S’il réaffirme clairement l’appui du Bloc à la mise en place d’un TGV, il critique sévèrement la manière dont Ottawa et la société Alto envisagent le corridor ferroviaire.
Un appui au TGV, mais pas à n’importe quel prix
« On pense que ça en prend un, un TGV », affirme le député. À ses yeux, un train à grande vitesse constitue un outil de développement économique important, comparable aux réseaux déjà bien implantés en Europe. Toutefois, les méthodes pour y parvenir doivent être faites dans les règles de l’art pour éviter que « le passé [soit] garant de l’avenir ».

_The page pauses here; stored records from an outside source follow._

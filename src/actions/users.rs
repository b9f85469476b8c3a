//! User Handlers

use crate::api::UserService;
use crate::error::FormError;
use crate::models::{User, UserDraft};
use crate::session::TokenStore;
use crate::validation::{is_valid_email, parse_item_id, require};

use super::{reject, require_token};

pub async fn list_users(users: &UserService, tokens: &dyn TokenStore) -> Result<Vec<User>, FormError> {
    let token = require_token(tokens)?;
    users
        .list(&token)
        .await
        .map_err(|e| reject(tokens, e, "Unknown error while retrieving the users"))
}

fn validate_user(draft: &UserDraft) -> Result<(), FormError> {
    require("name", &draft.name)?;
    require("email", &draft.email)?;
    require("password", &draft.password)?;
    if !is_valid_email(&draft.email) {
        return Err(FormError::Invalid("Invalid email".to_string()));
    }
    Ok(())
}

pub async fn create_user(users: &UserService, tokens: &dyn TokenStore, draft: &UserDraft) -> Result<User, FormError> {
    validate_user(draft)?;
    let token = require_token(tokens)?;
    users
        .create(&token, draft)
        .await
        .map_err(|e| reject(tokens, e, "Unknown error while creating the user"))
}

/// Load a user into the form; the password field starts empty
pub async fn edit_user(users: &UserService, tokens: &dyn TokenStore, id: u32) -> Result<UserDraft, FormError> {
    let token = require_token(tokens)?;
    let user = users
        .get(&token, id)
        .await
        .map_err(|e| reject(tokens, e, "Unknown error while retrieving the user"))?;
    Ok(UserDraft { name: user.name, email: user.email, password: String::new() })
}

pub async fn update_user(users: &UserService, tokens: &dyn TokenStore, id: u32, draft: &UserDraft) -> Result<User, FormError> {
    validate_user(draft)?;
    let token = require_token(tokens)?;
    users
        .update(&token, id, draft)
        .await
        .map_err(|e| reject(tokens, e, "Unknown error while updating the user"))
}

pub async fn delete_user(users: &UserService, tokens: &dyn TokenStore, id_text: &str) -> Result<u32, FormError> {
    let id = parse_item_id(id_text)?;
    let token = require_token(tokens)?;
    users
        .delete(&token, id)
        .await
        .map_err(|e| reject(tokens, e, "Unknown error while deleting the user"))?;
    Ok(id)
}

#[cfg(test)]
mod tests {
    use super::*;
    use crate::api::testing::MockTransport;
    use crate::session::MemoryTokenStore;
    use futures::executor::block_on;
    use serde_json::json;

    #[test]
    fn test_create_user_checks_email() {
        let mock = MockTransport::new();
        let users = UserService::new(mock.shared(), "http://api");
        let draft = UserDraft { name: "Ada".into(), email: "ada".into(), password: "pw".into() };

        let result = block_on(create_user(&users, &MemoryTokenStore::with_token("jwt"), &draft));
        assert_eq!(result, Err(FormError::Invalid("Invalid email".into())));
        assert_eq!(mock.request_count(), 0);
    }

    #[test]
    fn test_list_users_requires_session() {
        let mock = MockTransport::new();
        let users = UserService::new(mock.shared(), "http://api");
        assert_eq!(
            block_on(list_users(&users, &MemoryTokenStore::new())),
            Err(FormError::Unauthenticated)
        );
    }

    #[test]
    fn test_edit_then_update_user() {
        let mock = MockTransport::new();
        mock.respond_json(json!({ "id": 3, "name": "Ada", "email": "ada@example.com", "password": "hash" }));
        let users = UserService::new(mock.shared(), "http://api");
        let tokens = MemoryTokenStore::with_token("jwt");

        let mut draft = block_on(edit_user(&users, &tokens, 3)).unwrap();
        assert_eq!(draft.email, "ada@example.com");
        assert!(draft.password.is_empty());

        assert_eq!(
            block_on(update_user(&users, &tokens, 3, &draft)),
            Err(FormError::Invalid("Field <password> can't be null".into()))
        );
        assert_eq!(mock.request_count(), 1);

        draft.password = "new".into();
        mock.respond_json(json!({ "id": 3, "name": "Ada", "email": "ada@example.com" }));
        let saved = block_on(update_user(&users, &tokens, 3, &draft)).unwrap();
        assert_eq!(saved.password, None);
        assert_eq!(mock.last().body.unwrap()["id"], json!(3));
    }

    #[test]
    fn test_delete_user_returns_id() {
        let mock = MockTransport::new();
        mock.respond_json(json!({}));
        let users = UserService::new(mock.shared(), "http://api");
        assert_eq!(block_on(delete_user(&users, &MemoryTokenStore::with_token("jwt"), "5")), Ok(5));
    }
}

Rhéal Fortin reconnaît qu’un projet d’une telle ampleur entraînera inévitablement des expropriations. « C’est sûr qu’il y a des terres qui vont être expropriées, et on comprend ça, dit-il. Toutefois, ces démarches doivent se faire dans le respect des citoyens, avec des consultations transparentes et une planification rigoureuse ».
Ce qu’il remet en question, c’est l’ampleur du corridor réservé par Alto : environ 1 000 kilomètres de long, entre Québec et Toronto, sur une largeur pouvant atteindre 10 kilomètres.
« Sur 10 kilomètres de large, tu en rentres du monde là-dedans », lance-t-il. Fermes, bungalows, chalets et commerces se retrouvent ainsi pris dans une zone d’incertitude prolongée. « Essayez donc de revendre un bungalow ou une ferme située dans ce couloir, ou de contracter une hypothèque ».
Selon lui, les propriétaires deviennent « prisonniers » du délai que prendra le promoteur avant d’arrêter un tracé définitif.
Tim Watchorn : une reconnaissance nécessaire et un projet structurant
De son côté, le député libéral des Pays-d’en-Haut, Tim Watchorn, adopte un ton plus conciliant envers l’approche fédérale. Ingénieur civil de formation et ancien maire, il affirme bien connaître Mirabel et son territoire. « J’ai travaillé sur les routes, les aqueducs, j’ai rencontré les gens sur le terrain », explique-t-il.
Concernant la motion sur les expropriés, il souligne le travail effectué au sein du caucus libéral du Québec pour obtenir l’appui unanime. « Les gens de Mirabel méritent ça », dit-il, estimant que la reconnaissance du tort était une étape nécessaire.
Pour lui, les grands projets fédéraux sur le territoire québécois doivent s’inscrire dans une vision collective. Il voit dans le TGV un projet structurant qui peut bénéficier aux régions, à condition qu’il soit mené de manière responsable.
Rappel
Entre 1969 et 2004, ce sont 3 000 familles de Mirabel qui ont dû abandonner leurs terres au profit de la construction de l’aéroport de Mirabel.